* WORK REQUEST *
Calculate how many lines of the data hold "second". The answer consists of that number only.

* DATASET *
........

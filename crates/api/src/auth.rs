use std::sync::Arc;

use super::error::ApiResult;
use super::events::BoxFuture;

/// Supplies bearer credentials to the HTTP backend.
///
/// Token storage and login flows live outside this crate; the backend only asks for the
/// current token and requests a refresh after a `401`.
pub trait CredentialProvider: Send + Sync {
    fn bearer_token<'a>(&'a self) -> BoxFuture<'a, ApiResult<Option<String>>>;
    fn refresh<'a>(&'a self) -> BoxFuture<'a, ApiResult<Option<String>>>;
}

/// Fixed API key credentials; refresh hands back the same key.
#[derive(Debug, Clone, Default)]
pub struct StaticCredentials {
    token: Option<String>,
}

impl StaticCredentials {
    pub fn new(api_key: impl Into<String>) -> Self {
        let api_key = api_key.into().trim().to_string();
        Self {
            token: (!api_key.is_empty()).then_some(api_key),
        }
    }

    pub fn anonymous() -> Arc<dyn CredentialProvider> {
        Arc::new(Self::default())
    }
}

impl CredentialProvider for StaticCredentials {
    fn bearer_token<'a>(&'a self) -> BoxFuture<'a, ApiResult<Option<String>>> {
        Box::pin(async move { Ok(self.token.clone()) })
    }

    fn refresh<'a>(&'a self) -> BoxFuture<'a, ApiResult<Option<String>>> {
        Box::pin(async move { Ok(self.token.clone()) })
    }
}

........

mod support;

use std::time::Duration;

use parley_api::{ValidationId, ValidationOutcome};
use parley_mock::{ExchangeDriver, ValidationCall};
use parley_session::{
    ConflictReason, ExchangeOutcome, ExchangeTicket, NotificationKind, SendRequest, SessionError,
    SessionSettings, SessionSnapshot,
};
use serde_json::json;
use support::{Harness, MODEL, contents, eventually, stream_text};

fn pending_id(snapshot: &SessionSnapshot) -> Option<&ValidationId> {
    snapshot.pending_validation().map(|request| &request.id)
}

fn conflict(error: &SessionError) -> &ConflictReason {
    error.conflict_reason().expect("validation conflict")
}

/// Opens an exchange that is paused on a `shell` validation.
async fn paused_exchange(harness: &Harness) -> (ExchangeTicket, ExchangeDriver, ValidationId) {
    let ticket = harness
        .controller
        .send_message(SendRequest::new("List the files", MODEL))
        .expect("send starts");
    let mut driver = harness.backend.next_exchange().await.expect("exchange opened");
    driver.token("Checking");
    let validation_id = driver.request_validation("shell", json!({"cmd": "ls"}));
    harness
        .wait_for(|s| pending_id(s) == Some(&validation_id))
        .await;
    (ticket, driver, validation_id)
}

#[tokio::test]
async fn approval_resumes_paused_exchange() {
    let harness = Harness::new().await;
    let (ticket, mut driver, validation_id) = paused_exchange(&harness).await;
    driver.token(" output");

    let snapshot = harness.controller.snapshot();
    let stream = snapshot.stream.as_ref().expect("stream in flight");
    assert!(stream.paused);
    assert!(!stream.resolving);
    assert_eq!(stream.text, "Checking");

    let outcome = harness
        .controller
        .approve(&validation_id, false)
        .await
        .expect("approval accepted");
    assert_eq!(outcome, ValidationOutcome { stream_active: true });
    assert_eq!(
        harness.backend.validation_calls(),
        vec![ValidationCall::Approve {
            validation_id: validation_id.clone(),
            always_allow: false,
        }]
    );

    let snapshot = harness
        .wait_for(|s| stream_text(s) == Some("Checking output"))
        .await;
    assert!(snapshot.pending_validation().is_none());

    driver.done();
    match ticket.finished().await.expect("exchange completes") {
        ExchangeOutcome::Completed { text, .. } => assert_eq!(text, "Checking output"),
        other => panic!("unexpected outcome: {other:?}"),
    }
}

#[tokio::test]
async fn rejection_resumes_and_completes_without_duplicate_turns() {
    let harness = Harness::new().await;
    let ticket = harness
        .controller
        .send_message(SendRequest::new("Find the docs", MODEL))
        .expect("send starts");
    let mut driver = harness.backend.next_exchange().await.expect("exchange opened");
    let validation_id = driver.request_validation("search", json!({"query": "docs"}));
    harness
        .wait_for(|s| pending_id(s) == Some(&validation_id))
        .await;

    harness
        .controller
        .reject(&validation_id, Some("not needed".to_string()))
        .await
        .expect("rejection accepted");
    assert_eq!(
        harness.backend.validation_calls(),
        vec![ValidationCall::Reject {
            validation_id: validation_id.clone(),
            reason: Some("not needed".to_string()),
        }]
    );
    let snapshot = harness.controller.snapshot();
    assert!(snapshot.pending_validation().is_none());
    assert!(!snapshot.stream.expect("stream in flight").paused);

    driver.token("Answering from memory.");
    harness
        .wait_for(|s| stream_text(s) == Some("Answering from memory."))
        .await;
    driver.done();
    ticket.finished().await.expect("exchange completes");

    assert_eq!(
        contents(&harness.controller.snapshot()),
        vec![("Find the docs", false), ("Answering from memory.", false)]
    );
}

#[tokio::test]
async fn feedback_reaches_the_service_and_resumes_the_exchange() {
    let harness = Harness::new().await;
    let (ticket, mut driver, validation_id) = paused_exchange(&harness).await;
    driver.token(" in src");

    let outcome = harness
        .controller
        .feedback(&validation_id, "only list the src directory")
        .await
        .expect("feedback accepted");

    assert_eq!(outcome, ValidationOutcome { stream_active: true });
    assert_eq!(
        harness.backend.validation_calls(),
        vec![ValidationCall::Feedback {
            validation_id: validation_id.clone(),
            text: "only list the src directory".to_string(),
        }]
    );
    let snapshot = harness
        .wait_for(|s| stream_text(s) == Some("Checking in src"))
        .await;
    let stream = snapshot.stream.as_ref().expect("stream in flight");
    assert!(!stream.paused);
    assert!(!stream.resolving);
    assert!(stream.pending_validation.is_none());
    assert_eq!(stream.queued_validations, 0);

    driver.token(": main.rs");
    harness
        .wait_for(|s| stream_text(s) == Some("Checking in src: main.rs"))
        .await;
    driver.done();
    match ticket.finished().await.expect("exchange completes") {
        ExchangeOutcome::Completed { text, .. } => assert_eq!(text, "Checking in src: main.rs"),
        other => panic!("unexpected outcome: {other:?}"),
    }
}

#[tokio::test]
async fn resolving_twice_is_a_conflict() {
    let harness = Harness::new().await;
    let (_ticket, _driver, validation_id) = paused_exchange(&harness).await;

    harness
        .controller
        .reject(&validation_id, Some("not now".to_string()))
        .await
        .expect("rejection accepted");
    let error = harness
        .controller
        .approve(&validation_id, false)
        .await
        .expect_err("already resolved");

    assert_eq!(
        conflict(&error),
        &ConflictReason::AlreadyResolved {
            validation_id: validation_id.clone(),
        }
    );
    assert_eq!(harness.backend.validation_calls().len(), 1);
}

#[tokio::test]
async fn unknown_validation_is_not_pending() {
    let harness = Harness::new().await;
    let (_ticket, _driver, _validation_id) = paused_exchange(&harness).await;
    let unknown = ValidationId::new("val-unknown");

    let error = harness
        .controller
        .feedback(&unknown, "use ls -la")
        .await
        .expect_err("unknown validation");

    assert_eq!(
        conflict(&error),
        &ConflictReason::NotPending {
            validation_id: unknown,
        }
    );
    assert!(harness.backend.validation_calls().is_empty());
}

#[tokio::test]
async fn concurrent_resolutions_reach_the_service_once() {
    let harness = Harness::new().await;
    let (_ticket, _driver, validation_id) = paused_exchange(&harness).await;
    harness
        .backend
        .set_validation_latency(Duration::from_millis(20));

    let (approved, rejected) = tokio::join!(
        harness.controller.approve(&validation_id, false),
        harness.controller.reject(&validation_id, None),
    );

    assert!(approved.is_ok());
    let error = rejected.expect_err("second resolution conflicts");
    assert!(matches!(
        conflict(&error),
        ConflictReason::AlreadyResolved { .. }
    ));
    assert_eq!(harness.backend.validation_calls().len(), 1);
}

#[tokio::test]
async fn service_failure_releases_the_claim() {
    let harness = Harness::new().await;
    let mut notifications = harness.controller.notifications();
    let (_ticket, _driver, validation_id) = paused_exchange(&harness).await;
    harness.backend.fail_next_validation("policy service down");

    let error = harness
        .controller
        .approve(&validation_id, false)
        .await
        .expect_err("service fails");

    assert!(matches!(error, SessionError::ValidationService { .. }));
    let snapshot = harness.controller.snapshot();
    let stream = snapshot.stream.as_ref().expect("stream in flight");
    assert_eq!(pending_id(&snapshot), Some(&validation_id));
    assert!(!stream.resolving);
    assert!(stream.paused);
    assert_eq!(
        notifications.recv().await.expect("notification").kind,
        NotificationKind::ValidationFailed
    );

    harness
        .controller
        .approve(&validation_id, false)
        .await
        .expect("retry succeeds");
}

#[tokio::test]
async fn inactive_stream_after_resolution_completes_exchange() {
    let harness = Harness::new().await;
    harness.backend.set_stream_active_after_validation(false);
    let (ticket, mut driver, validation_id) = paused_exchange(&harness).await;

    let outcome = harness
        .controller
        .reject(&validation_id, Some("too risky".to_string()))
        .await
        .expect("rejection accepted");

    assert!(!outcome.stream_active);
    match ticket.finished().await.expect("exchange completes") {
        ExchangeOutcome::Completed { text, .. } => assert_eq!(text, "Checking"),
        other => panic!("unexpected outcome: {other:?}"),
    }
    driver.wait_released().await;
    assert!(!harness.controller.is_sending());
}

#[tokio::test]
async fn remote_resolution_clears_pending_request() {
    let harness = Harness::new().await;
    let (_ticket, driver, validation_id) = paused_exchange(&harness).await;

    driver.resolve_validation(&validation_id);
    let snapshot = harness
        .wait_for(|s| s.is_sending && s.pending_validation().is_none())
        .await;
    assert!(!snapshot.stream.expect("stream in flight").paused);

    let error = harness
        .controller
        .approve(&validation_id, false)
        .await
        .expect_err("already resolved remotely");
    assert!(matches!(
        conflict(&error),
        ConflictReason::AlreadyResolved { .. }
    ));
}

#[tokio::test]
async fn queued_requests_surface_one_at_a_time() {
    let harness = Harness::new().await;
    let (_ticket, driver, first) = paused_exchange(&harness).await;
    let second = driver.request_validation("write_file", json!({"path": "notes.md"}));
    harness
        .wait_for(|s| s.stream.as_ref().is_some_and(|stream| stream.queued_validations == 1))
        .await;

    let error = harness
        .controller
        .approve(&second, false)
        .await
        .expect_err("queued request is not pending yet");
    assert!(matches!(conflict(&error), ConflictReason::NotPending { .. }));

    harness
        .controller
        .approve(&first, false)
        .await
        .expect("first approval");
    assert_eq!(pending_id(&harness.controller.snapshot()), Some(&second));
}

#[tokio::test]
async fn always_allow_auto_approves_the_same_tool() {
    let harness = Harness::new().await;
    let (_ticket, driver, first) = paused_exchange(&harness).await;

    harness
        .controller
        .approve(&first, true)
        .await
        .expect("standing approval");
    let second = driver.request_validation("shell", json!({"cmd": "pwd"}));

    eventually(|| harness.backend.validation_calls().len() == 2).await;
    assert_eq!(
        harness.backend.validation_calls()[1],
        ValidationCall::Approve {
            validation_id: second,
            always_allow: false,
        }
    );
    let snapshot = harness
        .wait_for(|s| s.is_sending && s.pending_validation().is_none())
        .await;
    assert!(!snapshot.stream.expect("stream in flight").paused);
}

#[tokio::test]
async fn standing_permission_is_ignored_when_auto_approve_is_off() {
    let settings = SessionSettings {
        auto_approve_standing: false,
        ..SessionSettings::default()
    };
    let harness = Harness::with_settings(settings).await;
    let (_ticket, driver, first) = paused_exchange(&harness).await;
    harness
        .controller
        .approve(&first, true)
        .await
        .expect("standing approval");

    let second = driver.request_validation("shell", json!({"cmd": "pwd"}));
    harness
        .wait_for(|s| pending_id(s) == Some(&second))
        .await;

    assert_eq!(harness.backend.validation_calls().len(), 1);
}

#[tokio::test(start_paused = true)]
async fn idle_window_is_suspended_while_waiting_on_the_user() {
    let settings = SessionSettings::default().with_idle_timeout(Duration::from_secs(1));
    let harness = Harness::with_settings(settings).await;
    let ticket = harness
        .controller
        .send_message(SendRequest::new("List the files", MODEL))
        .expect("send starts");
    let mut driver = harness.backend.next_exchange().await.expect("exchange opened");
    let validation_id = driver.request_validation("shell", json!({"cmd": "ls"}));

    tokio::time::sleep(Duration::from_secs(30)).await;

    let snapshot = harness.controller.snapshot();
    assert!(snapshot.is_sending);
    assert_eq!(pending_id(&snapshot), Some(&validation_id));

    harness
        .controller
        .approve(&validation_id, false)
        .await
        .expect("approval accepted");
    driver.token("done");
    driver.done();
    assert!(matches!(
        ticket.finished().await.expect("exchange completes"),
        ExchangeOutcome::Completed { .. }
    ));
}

........

* ANSWER SECTION *
8